Set down the final part of the listing, which starts at the line containing "#[must_use]" and runs to the last line, exactly and completely.
--
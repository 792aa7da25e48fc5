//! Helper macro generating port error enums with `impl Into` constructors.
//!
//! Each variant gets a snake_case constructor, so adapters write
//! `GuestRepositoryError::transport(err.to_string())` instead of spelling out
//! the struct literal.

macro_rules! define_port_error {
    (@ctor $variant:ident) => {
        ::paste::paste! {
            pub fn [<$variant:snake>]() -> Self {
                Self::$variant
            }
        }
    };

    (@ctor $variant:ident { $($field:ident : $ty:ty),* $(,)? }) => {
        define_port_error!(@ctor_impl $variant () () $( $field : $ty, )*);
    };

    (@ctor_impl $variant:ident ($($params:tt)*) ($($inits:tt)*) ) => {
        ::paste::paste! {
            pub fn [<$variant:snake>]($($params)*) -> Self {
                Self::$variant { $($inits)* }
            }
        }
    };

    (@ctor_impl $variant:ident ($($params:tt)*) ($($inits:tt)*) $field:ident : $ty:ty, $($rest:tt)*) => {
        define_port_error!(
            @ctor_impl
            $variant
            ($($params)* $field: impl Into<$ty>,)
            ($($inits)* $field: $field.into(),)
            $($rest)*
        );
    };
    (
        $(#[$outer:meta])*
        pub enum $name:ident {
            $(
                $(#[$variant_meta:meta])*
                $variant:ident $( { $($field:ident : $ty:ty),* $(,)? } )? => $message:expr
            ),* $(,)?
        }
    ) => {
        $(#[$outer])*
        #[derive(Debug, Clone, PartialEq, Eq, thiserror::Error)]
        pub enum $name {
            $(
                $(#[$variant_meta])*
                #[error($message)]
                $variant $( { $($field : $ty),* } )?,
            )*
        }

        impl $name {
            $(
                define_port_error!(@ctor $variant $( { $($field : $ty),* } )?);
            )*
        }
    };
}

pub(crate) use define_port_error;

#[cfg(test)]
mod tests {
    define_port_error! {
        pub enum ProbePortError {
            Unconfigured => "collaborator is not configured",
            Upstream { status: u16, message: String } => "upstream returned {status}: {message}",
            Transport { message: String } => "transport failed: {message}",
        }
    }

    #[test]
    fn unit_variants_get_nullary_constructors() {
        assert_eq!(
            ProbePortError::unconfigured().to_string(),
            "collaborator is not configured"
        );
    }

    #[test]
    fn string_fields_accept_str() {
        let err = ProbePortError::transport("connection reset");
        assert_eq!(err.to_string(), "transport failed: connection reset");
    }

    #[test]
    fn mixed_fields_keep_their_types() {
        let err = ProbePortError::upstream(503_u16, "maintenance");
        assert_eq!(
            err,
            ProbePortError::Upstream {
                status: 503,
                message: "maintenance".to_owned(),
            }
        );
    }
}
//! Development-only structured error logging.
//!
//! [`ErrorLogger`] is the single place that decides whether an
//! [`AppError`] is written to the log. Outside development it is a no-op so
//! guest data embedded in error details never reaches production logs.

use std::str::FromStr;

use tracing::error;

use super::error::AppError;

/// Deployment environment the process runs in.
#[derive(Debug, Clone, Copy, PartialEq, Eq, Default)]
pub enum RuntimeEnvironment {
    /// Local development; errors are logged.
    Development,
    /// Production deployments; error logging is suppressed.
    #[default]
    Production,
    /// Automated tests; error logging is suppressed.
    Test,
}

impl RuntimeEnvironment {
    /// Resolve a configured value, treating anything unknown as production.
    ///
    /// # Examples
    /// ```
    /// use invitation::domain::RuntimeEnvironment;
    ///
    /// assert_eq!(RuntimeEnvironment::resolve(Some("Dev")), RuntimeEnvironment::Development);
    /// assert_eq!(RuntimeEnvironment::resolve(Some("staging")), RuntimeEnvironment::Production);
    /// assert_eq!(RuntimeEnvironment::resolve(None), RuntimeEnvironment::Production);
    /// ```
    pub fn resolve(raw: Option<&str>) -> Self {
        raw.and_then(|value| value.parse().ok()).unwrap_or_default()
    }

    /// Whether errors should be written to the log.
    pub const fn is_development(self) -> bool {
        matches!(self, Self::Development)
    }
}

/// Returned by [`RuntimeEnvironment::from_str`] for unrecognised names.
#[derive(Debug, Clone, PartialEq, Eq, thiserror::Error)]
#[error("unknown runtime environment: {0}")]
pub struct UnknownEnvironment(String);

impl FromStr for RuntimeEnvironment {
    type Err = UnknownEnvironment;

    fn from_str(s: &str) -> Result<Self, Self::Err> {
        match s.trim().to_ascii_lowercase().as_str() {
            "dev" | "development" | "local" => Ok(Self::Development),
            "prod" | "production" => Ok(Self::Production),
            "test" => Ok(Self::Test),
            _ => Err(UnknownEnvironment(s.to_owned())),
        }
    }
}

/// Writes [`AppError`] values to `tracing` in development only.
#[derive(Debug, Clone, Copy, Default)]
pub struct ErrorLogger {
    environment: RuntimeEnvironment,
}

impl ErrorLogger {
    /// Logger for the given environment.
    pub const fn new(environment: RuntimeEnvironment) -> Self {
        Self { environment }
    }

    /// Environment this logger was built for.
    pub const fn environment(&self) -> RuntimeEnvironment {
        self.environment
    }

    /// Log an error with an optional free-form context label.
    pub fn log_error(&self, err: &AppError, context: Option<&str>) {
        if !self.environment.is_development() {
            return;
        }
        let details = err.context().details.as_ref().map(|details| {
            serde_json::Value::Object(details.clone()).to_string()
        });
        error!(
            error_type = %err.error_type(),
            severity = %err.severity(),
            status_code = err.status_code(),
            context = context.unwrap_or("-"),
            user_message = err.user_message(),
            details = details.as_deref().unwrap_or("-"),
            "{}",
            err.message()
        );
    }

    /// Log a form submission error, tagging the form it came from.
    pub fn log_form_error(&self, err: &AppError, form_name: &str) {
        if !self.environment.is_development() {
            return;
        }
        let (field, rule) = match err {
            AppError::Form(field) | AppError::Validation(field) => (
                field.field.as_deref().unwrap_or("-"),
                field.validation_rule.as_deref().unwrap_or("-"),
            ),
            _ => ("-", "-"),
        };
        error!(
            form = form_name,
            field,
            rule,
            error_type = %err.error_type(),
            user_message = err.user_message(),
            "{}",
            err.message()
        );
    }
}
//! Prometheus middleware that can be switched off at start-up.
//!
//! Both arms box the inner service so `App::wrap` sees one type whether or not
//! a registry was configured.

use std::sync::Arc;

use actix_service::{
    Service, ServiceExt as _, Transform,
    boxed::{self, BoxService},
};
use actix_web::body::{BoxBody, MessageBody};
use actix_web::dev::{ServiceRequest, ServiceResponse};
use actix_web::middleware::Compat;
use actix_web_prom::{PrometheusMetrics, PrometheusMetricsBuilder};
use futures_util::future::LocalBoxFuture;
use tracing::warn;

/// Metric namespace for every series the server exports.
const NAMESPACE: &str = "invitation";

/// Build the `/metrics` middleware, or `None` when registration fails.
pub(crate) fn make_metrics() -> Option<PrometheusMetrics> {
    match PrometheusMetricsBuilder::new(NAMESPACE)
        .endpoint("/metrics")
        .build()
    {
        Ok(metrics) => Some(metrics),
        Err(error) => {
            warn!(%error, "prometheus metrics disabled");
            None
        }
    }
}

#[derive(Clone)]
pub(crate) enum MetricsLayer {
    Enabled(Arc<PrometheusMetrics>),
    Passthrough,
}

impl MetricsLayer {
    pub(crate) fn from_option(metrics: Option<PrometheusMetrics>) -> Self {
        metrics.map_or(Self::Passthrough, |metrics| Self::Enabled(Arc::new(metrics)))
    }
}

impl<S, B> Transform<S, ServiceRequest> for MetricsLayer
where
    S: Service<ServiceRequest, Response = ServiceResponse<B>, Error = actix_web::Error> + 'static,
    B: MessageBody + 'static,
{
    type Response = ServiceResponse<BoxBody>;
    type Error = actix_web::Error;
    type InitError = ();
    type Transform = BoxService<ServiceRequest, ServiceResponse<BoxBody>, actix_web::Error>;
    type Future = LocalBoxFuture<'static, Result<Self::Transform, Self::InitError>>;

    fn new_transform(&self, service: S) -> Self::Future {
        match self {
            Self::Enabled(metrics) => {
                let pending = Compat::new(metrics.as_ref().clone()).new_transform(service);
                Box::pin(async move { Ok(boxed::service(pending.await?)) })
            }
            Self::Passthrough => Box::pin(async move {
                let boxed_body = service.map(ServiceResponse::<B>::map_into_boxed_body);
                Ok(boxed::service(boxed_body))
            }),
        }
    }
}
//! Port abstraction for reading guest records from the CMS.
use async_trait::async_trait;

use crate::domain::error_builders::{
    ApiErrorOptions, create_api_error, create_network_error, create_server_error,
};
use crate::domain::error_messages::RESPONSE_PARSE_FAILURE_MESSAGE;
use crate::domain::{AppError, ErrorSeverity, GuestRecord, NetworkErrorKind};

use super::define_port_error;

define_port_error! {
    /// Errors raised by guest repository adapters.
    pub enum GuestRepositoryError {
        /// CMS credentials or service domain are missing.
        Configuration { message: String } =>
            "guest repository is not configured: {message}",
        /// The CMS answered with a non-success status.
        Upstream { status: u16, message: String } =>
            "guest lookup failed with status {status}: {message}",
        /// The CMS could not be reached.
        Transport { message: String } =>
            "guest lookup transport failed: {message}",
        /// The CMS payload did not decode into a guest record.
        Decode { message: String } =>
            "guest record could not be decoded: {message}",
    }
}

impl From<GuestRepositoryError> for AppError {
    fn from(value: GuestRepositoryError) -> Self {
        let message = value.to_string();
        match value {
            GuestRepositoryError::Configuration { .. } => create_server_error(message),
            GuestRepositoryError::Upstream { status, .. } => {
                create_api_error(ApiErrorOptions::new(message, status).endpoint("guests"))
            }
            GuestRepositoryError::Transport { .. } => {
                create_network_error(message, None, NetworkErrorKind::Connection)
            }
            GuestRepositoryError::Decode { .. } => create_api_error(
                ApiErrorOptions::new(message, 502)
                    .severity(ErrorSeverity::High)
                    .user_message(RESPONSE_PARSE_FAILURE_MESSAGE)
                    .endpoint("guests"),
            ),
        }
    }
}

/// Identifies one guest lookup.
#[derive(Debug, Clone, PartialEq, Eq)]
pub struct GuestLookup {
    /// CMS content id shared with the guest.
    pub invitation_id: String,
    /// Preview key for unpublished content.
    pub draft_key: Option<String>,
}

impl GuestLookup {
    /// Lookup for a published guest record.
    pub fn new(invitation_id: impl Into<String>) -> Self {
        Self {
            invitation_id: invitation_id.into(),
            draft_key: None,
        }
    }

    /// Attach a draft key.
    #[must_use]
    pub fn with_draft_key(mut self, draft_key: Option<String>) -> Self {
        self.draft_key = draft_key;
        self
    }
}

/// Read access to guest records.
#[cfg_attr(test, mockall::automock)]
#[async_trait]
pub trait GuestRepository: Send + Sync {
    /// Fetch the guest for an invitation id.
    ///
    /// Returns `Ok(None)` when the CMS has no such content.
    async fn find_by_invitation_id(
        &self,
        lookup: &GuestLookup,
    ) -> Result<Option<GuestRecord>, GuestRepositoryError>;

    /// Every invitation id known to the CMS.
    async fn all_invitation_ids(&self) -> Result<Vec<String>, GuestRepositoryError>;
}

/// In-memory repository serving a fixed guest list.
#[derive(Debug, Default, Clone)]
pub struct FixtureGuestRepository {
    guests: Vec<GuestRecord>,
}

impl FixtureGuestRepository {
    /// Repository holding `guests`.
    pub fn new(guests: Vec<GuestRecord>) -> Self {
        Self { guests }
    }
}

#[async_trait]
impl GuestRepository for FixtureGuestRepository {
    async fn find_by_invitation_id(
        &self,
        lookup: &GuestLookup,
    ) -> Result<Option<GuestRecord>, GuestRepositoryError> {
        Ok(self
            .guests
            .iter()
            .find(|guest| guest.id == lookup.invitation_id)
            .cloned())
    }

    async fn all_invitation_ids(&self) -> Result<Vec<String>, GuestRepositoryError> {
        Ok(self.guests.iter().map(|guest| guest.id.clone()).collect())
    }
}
--
Solution to the problem
    #[must_use]
    pub fn with_draft_key(mut self, draft_key: Option<String>) -> Self {
        self.draft_key = draft_key;
        self
    }
}

/// Read access to guest records.
#[cfg_attr(test, mockall::automock)]
#[async_trait]
pub trait GuestRepository: Send + Sync {
    /// Fetch the guest for an invitation id.
    ///
    /// Returns `Ok(None)` when the CMS has no such content.
    async fn find_by_invitation_id(
        &self,
        lookup: &GuestLookup,
    ) -> Result<Option<GuestRecord>, GuestRepositoryError>;

    /// Every invitation id known to the CMS.
    async fn all_invitation_ids(&self) -> Result<Vec<String>, GuestRepositoryError>;
}

/// In-memory repository serving a fixed guest list.
#[derive(Debug, Default, Clone)]
pub struct FixtureGuestRepository {
    guests: Vec<GuestRecord>,
}

impl FixtureGuestRepository {
    /// Repository holding `guests`.
    pub fn new(guests: Vec<GuestRecord>) -> Self {
        Self { guests }
    }
}

#[async_trait]
impl GuestRepository for FixtureGuestRepository {
    async fn find_by_invitation_id(
        &self,
        lookup: &GuestLookup,
    ) -> Result<Option<GuestRecord>, GuestRepositoryError> {
        Ok(self
            .guests
            .iter()
            .find(|guest| guest.id == lookup.invitation_id)
            .cloned())
    }

    async fn all_invitation_ids(&self) -> Result<Vec<String>, GuestRepositoryError> {
        Ok(self.guests.iter().map(|guest| guest.id.clone()).collect())
    }
}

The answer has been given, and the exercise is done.